Saturday, September 16, 2017

Writing Time Conundrum

It's past 11 p.m., not a good sign for a writer who goes to bed semi-early. I'm tired, but this blog has been calling me to give it a good helping of something for a while. Hello, blog, here's a spoonful.

My toes are cold because I'm outside shoeless on my screened-in porch, a new addition to my life. I wish to report that my writing is flowing freely these days on the porch and that the next novel is just moments away from being for sale. No. Not the case. My life has become far too busy. And here is where I stumble: What do I give up to take back the writing time?

Random cute puppy photo from my sis-in-law.
My cousin asked me a few months ago if I made any money at it. You mean, writing books, I asked. He nodded. No, I admitted. Not the fake stuff. Not the stories from my imagination. Nor the poems. Those don't turn the lights on or put gravy on my potatoes, and that's why it's hard to justify the necessary concentration/time it takes to put out something good. My "product," if you will, has a process, as does every writer's. Mine comes out about the same way I read, quite slowly. I was never a quick reader. It takes me weeks, often, to finish a good book, even if it's a page-turner. I don't rush through reading, and this also makes me a slow writer.

Although these blogposts take me about 20 mins to draft. Why is that? I just basically spit them out at you. Sorry about that. Here's a tissue.

There's a chicken/egg catch, too. If I wrote more, I might get faster, and I might make more money, and then I could write more. You see where this is going. So, here I am writing. Is it working yet?

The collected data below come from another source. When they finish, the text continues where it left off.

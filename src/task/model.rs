//! Task record, statuses, and steps

use chrono::{DateTime, Utc};
use serde::{Deserialize, Serialize};
use serde_json::Value;
use uuid::Uuid;

use crate::task::metadata::TaskMetadata;

/// Opaque task identifier
pub type TaskId = String;

/// Generate a fresh task id
pub fn new_task_id() -> TaskId {
    Uuid::new_v4().to_string()
}

/// Domain tag for a task
#[derive(Debug, Clone, Copy, PartialEq, Eq, Hash, Serialize, Deserialize)]
#[serde(rename_all = "snake_case")]
pub enum TaskType {
    Crafting,
    Mining,
    Gathering,
    Exploration,
    Navigation,
    Building,
    AdvisoryAction,
    SterlingIr,
    General,
}

impl TaskType {
    pub fn as_str(&self) -> &'static str {
        match self {
            TaskType::Crafting => "crafting",
            TaskType::Mining => "mining",
            TaskType::Gathering => "gathering",
            TaskType::Exploration => "exploration",
            TaskType::Navigation => "navigation",
            TaskType::Building => "building",
            TaskType::AdvisoryAction => "advisory_action",
            TaskType::SterlingIr => "sterling_ir",
            TaskType::General => "general",
        }
    }

    /// Navigation-class tasks gated by the hierarchical macro planner
    pub fn is_rig_e(&self) -> bool {
        matches!(self, TaskType::Navigation | TaskType::Exploration)
    }
}

impl std::fmt::Display for TaskType {
    fn fmt(&self, f: &mut std::fmt::Formatter<'_>) -> std::fmt::Result {
        f.write_str(self.as_str())
    }
}

/// Task execution status
#[derive(Debug, Clone, Copy, PartialEq, Eq, Hash, Serialize, Deserialize)]
#[serde(rename_all = "snake_case")]
pub enum TaskStatus {
    /// Created, waiting for the executor to pick it up
    Pending,
    /// Created but blocked on planning (ingest/solver gaps)
    PendingPlanning,
    /// Selected for execution
    Active,
    /// Currently executing steps
    InProgress,
    /// Suspended under a hold
    Paused,
    /// Finished successfully (immutable)
    Completed,
    /// Finished unsuccessfully (immutable)
    Failed,
    /// Feasibility gate rejected the plan (terminal)
    Unplannable,
}

impl TaskStatus {
    pub fn as_str(&self) -> &'static str {
        match self {
            TaskStatus::Pending => "pending",
            TaskStatus::PendingPlanning => "pending_planning",
            TaskStatus::Active => "active",
            TaskStatus::InProgress => "in_progress",
            TaskStatus::Paused => "paused",
            TaskStatus::Completed => "completed",
            TaskStatus::Failed => "failed",
            TaskStatus::Unplannable => "unplannable",
        }
    }

    /// Terminal statuses never transition again
    pub fn is_terminal(&self) -> bool {
        matches!(
            self,
            TaskStatus::Completed | TaskStatus::Failed | TaskStatus::Unplannable
        )
    }

    /// Completed and failed are immutable even to management actions
    pub fn is_immutable(&self) -> bool {
        matches!(self, TaskStatus::Completed | TaskStatus::Failed)
    }
}

impl std::fmt::Display for TaskStatus {
    fn fmt(&self, f: &mut std::fmt::Formatter<'_>) -> std::fmt::Result {
        f.write_str(self.as_str())
    }
}

/// Who created the task
#[derive(Debug, Clone, Copy, PartialEq, Eq, Hash, Serialize, Deserialize)]
#[serde(rename_all = "snake_case")]
pub enum TaskSource {
    Goal,
    Autonomous,
    Manual,
    Planner,
}

impl TaskSource {
    pub fn as_str(&self) -> &'static str {
        match self {
            TaskSource::Goal => "goal",
            TaskSource::Autonomous => "autonomous",
            TaskSource::Manual => "manual",
            TaskSource::Planner => "planner",
        }
    }
}

/// Leaf-name prefix marking an intent placeholder step
pub const INTENT_LEAF_PREFIX: &str = "task_type_";

/// Per-step metadata bag
#[derive(Debug, Clone, Default, PartialEq, Serialize, Deserialize)]
#[serde(rename_all = "camelCase")]
pub struct StepMeta {
    /// Executable leaf name, e.g. `minecraft.craft_recipe`
    #[serde(skip_serializing_if = "Option::is_none")]
    pub leaf: Option<String>,
    /// Leaf arguments
    #[serde(default)]
    pub args: Value,
    /// Whether the step can be dispatched as-is
    #[serde(default)]
    pub executable: bool,
}

impl StepMeta {
    /// Intent leaves are placeholders resolved before dispatch
    pub fn is_intent(&self) -> bool {
        self.leaf
            .as_deref()
            .is_some_and(|leaf| leaf.starts_with(INTENT_LEAF_PREFIX))
    }
}

/// One ordered step of a task
#[derive(Debug, Clone, PartialEq, Serialize, Deserialize)]
#[serde(rename_all = "camelCase")]
pub struct TaskStep {
    pub id: String,
    pub label: String,
    #[serde(default)]
    pub done: bool,
    pub order: u32,
    #[serde(default)]
    pub meta: StepMeta,
    #[serde(skip_serializing_if = "Option::is_none")]
    pub started_at: Option<DateTime<Utc>>,
}

impl TaskStep {
    /// Construct a leaf-backed step
    pub fn leaf(order: u32, label: impl Into<String>, leaf: impl Into<String>, args: Value) -> Self {
        Self {
            id: Uuid::new_v4().to_string(),
            label: label.into(),
            done: false,
            order,
            meta: StepMeta {
                leaf: Some(leaf.into()),
                args,
                executable: true,
            },
            started_at: None,
        }
    }
}

/// A task record; mutated in memory and committed through the store
#[derive(Debug, Clone, Serialize, Deserialize)]
#[serde(rename_all = "camelCase")]
pub struct Task {
    pub id: TaskId,
    pub title: String,
    #[serde(rename = "type")]
    pub task_type: TaskType,
    pub status: TaskStatus,
    pub source: TaskSource,
    pub priority: f64,
    pub urgency: f64,
    pub progress: f64,
    #[serde(default)]
    pub steps: Vec<TaskStep>,
    #[serde(default)]
    pub parameters: Value,
    #[serde(default)]
    pub metadata: TaskMetadata,
    pub created_at: DateTime<Utc>,
    /// Normalized error surfaced on terminal failure
    #[serde(skip_serializing_if = "Option::is_none")]
    pub error: Option<String>,
    /// Normalized failure code surfaced on terminal failure
    #[serde(skip_serializing_if = "Option::is_none")]
    pub failure_code: Option<String>,
}

impl Task {
    /// First step that has not completed yet
    pub fn current_step(&self) -> Option<&TaskStep> {
        self.steps.iter().find(|step| !step.done)
    }

    pub fn current_step_mut(&mut self) -> Option<&mut TaskStep> {
        self.steps.iter_mut().find(|step| !step.done)
    }

    /// Fraction of completed steps, or the explicit progress field when
    /// the task carries no steps
    pub fn step_progress(&self) -> f64 {
        if self.steps.is_empty() {
            return self.progress;
        }
        let done = self.steps.iter().filter(|step| step.done).count();
        done as f64 / self.steps.len() as f64
    }
}

#[cfg(test)]
mod tests {
    use super::*;

    #[test]
    fn terminal_statuses() {
        assert!(TaskStatus::Completed.is_terminal());
        assert!(TaskStatus::Failed.is_terminal());
        assert!(TaskStatus::Unplannable.is_terminal());
        assert!(!TaskStatus::Paused.is_terminal());
        assert!(TaskStatus::Completed.is_immutable());
        assert!(!TaskStatus::Unplannable.is_immutable());
    }

    #[test]
    fn intent_leaf_detection() {
        let meta = StepMeta {
            leaf: Some("task_type_craft".to_string()),
            args: Value::Null,
            executable: false,
        };
        assert!(meta.is_intent());

        let meta = StepMeta {
            leaf: Some("minecraft.craft_recipe".to_string()),
            args: Value::Null,
            executable: true,
        };
        assert!(!meta.is_intent());
    }

    #[test]
    fn step_progress_counts_done_steps() {
        let mut task = Task {
            id: new_task_id(),
            title: "Craft sticks".to_string(),
            task_type: TaskType::Crafting,
            status: TaskStatus::Active,
            source: TaskSource::Manual,
            priority: 0.5,
            urgency: 0.5,
            progress: 0.0,
            steps: vec![
                TaskStep::leaf(0, "craft planks", "minecraft.craft_recipe", Value::Null),
                TaskStep::leaf(1, "craft sticks", "minecraft.craft_recipe", Value::Null),
            ],
            parameters: Value::Null,
            metadata: TaskMetadata::default(),
            created_at: Utc::now(),
            error: None,
            failure_code: None,
        };
        assert_eq!(task.step_progress(), 0.0);
        task.steps[0].done = true;
        assert_eq!(task.step_progress(), 0.5);
    }
}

  1. Jen, I hear you. How do we justify the time and energy it takes to write a good book? I'm a slow reader/writer, too. Often, I am reminded how much the house needs cleaning and my family needs to hear from me, etc. In fact, I get overwhelmed by what I "need" to do that I just sit in front of the computer and play majong or solitaire. But I have a strategy now. At least once a day, I leave the house, drive down to the river's edge and write in my notebook. Also, hanging around with other writers helps. Hearing their struggles--like yours--lets me know I'm okay. And I tend to write more after such encounters.

    Good luck, Jen. I love your writing. Never rush it--except when the writing rushes you.

  2. God, that's great to know you've found a work-around. I really hate the feeling that it's a waste of time, and I also get overwhelmed. I tend to need to do the dishes and the laundry and the vacuuming before I feel settled enough to write anything of substance. Egad, I've turned into my mother, who never left the house disheveled.